> _About this exercise_:
Below are records; write all of them out exactly.

> _Records for this exercise_:

//! # Producer Liveness Scenarios
//!
//! A producer run is identified by the epoch its heartbeats carry. A new
//! epoch means a restarted generator that knows nothing about our
//! subscriptions; a silent one means the feed is down even though the bus
//! is fine.

#[cfg(test)]
mod tests {
    use std::time::Duration;

    use shared_types::ProducerEpoch;
    use sq_01_feed_adapter::FeedStatus;

    use crate::integration::fixtures::{eventually, Deployment, WATCHDOG};

    const ITEMS: [&str; 2] = ["item4", "item5"];

    #[tokio::test(flavor = "multi_thread", worker_threads = 4)]
    async fn test_producer_restart_resubscribes_everything() {
        let d = Deployment::new(&ITEMS);
        let first = d.start_generator(77);
        assert!(eventually(|| first.subscription_count() == 2).await);
        assert_eq!(d.adapter.producer_epoch(), Some(ProducerEpoch(77)));

        first.shutdown();
        let mark = d.consumer.mark();
        let second = d.start_generator(42);

        assert!(eventually(|| d.adapter.producer_epoch() == Some(ProducerEpoch(42))).await);
        assert!(eventually(|| second.subscription_count() == 2).await);
        assert!(
            eventually(|| ITEMS
                .iter()
                .all(|item| d.consumer.count(mark, item, |e| e.is_live_snapshot()) == 1))
            .await
        );
        tokio::time::sleep(Duration::from_millis(100)).await;

        for item in ITEMS {
            let events = d.consumer.for_item(mark, item);
            // The new run replaces the old one within a watchdog interval:
            // straight from old deltas to a fresh snapshot.
            let first_snapshot = events.iter().position(|e| e.is_snapshot).unwrap();
            assert!(events[first_snapshot].is_live_snapshot(), "{item}");
            assert_eq!(events.iter().filter(|e| e.is_snapshot).count(), 1, "{item}");
            assert!(events.iter().all(|e| !e.is_inactive()), "{item}");
        }
        assert_eq!(d.adapter.status(), FeedStatus::Up);

        second.shutdown();
    }

    #[tokio::test(flavor = "multi_thread", worker_threads = 4)]
    async fn test_silent_producer_turns_items_inactive() {
        let d = Deployment::new(&ITEMS);
        let generator = d.start_generator(77);
        assert!(eventually(|| d.adapter.status() == FeedStatus::Up).await);
        assert!(
            eventually(|| ITEMS
                .iter()
                .all(|item| d.consumer.count(0, item, |e| e.is_live_snapshot()) == 1))
            .await
        );

        generator.shutdown();
        let mark = d.consumer.mark();

        assert!(eventually(|| d.adapter.status() == FeedStatus::Idle).await);
        tokio::time::sleep(WATCHDOG * 2).await;

        for item in ITEMS {
            let inactive = d.consumer.count(mark, item, |e| e.is_inactive());
            assert_eq!(inactive, 1, "{item}");
            let events = d.consumer.for_item(mark, item);
            let last = events.last().unwrap();
            assert!(last.is_inactive() && !last.is_snapshot);
            assert_eq!(last.fields.len(), 1);
        }
        assert_eq!(d.adapter.producer_epoch(), None);
    }

    #[tokio::test(flavor = "multi_thread", worker_threads = 4)]
    async fn test_feed_returns_after_stall() {
        let d = Deployment::new(&ITEMS);
        let first = d.start_generator(77);
        assert!(eventually(|| d.adapter.status() == FeedStatus::Up).await);
        first.shutdown();
        assert!(eventually(|| d.adapter.status() == FeedStatus::Idle).await);

        let mark = d.consumer.mark();
        let second = d.start_generator(78);

        assert!(
            eventually(|| ITEMS
                .iter()
                .all(|item| d.consumer.count(mark, item, |e| e.is_live_snapshot()) == 1))
            .await
        );
        assert_eq!(d.adapter.producer_epoch(), Some(ProducerEpoch(78)));
        tokio::time::sleep(Duration::from_millis(100)).await;
        for item in ITEMS {
            assert_eq!(d.consumer.count(mark, item, |e| e.is_snapshot), 1, "{item}");
        }

        second.shutdown();
    }
}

> _Problem solution_:
//! # Producer Liveness Scenarios
//!
//! A producer run is identified by the epoch its heartbeats carry. A new
//! epoch means a restarted generator that knows nothing about our
//! subscriptions; a silent one means the feed is down even though the bus
//! is fine.

#[cfg(test)]
mod tests {
    use std::time::Duration;

    use shared_types::ProducerEpoch;
    use sq_01_feed_adapter::FeedStatus;

    use crate::integration::fixtures::{eventually, Deployment, WATCHDOG};

    const ITEMS: [&str; 2] = ["item4", "item5"];

    #[tokio::test(flavor = "multi_thread", worker_threads = 4)]
    async fn test_producer_restart_resubscribes_everything() {
        let d = Deployment::new(&ITEMS);
        let first = d.start_generator(77);
        assert!(eventually(|| first.subscription_count() == 2).await);
        assert_eq!(d.adapter.producer_epoch(), Some(ProducerEpoch(77)));

        first.shutdown();
        let mark = d.consumer.mark();
        let second = d.start_generator(42);

        assert!(eventually(|| d.adapter.producer_epoch() == Some(ProducerEpoch(42))).await);
        assert!(eventually(|| second.subscription_count() == 2).await);
        assert!(
            eventually(|| ITEMS
                .iter()
                .all(|item| d.consumer.count(mark, item, |e| e.is_live_snapshot()) == 1))
            .await
        );
        tokio::time::sleep(Duration::from_millis(100)).await;

        for item in ITEMS {
            let events = d.consumer.for_item(mark, item);
            // The new run replaces the old one within a watchdog interval:
            // straight from old deltas to a fresh snapshot.
            let first_snapshot = events.iter().position(|e| e.is_snapshot).unwrap();
            assert!(events[first_snapshot].is_live_snapshot(), "{item}");
            assert_eq!(events.iter().filter(|e| e.is_snapshot).count(), 1, "{item}");
            assert!(events.iter().all(|e| !e.is_inactive()), "{item}");
        }
        assert_eq!(d.adapter.status(), FeedStatus::Up);

        second.shutdown();
    }

    #[tokio::test(flavor = "multi_thread", worker_threads = 4)]
    async fn test_silent_producer_turns_items_inactive() {
        let d = Deployment::new(&ITEMS);
        let generator = d.start_generator(77);
        assert!(eventually(|| d.adapter.status() == FeedStatus::Up).await);
        assert!(
            eventually(|| ITEMS
                .iter()
                .all(|item| d.consumer.count(0, item, |e| e.is_live_snapshot()) == 1))
            .await
        );

        generator.shutdown();
        let mark = d.consumer.mark();

        assert!(eventually(|| d.adapter.status() == FeedStatus::Idle).await);
        tokio::time::sleep(WATCHDOG * 2).await;

        for item in ITEMS {
            let inactive = d.consumer.count(mark, item, |e| e.is_inactive());
            assert_eq!(inactive, 1, "{item}");
            let events = d.consumer.for_item(mark, item);
            let last = events.last().unwrap();
            assert!(last.is_inactive() && !last.is_snapshot);
            assert_eq!(last.fields.len(), 1);
        }
        assert_eq!(d.adapter.producer_epoch(), None);
    }

    #[tokio::test(flavor = "multi_thread", worker_threads = 4)]
    async fn test_feed_returns_after_stall() {
        let d = Deployment::new(&ITEMS);
        let first = d.start_generator(77);
        assert!(eventually(|| d.adapter.status() == FeedStatus::Up).await);
        first.shutdown();
        assert!(eventually(|| d.adapter.status() == FeedStatus::Idle).await);

        let mark = d.consumer.mark();
        let second = d.start_generator(78);

        assert!(
            eventually(|| ITEMS
                .iter()
                .all(|item| d.consumer.count(mark, item, |e| e.is_live_snapshot()) == 1))
            .await
        );
        assert_eq!(d.adapter.producer_epoch(), Some(ProducerEpoch(78)));
        tokio::time::sleep(Duration::from_millis(100)).await;
        for item in ITEMS {
            assert_eq!(d.consumer.count(mark, item, |e| e.is_snapshot), 1, "{item}");
        }

        second.shutdown();
    }
}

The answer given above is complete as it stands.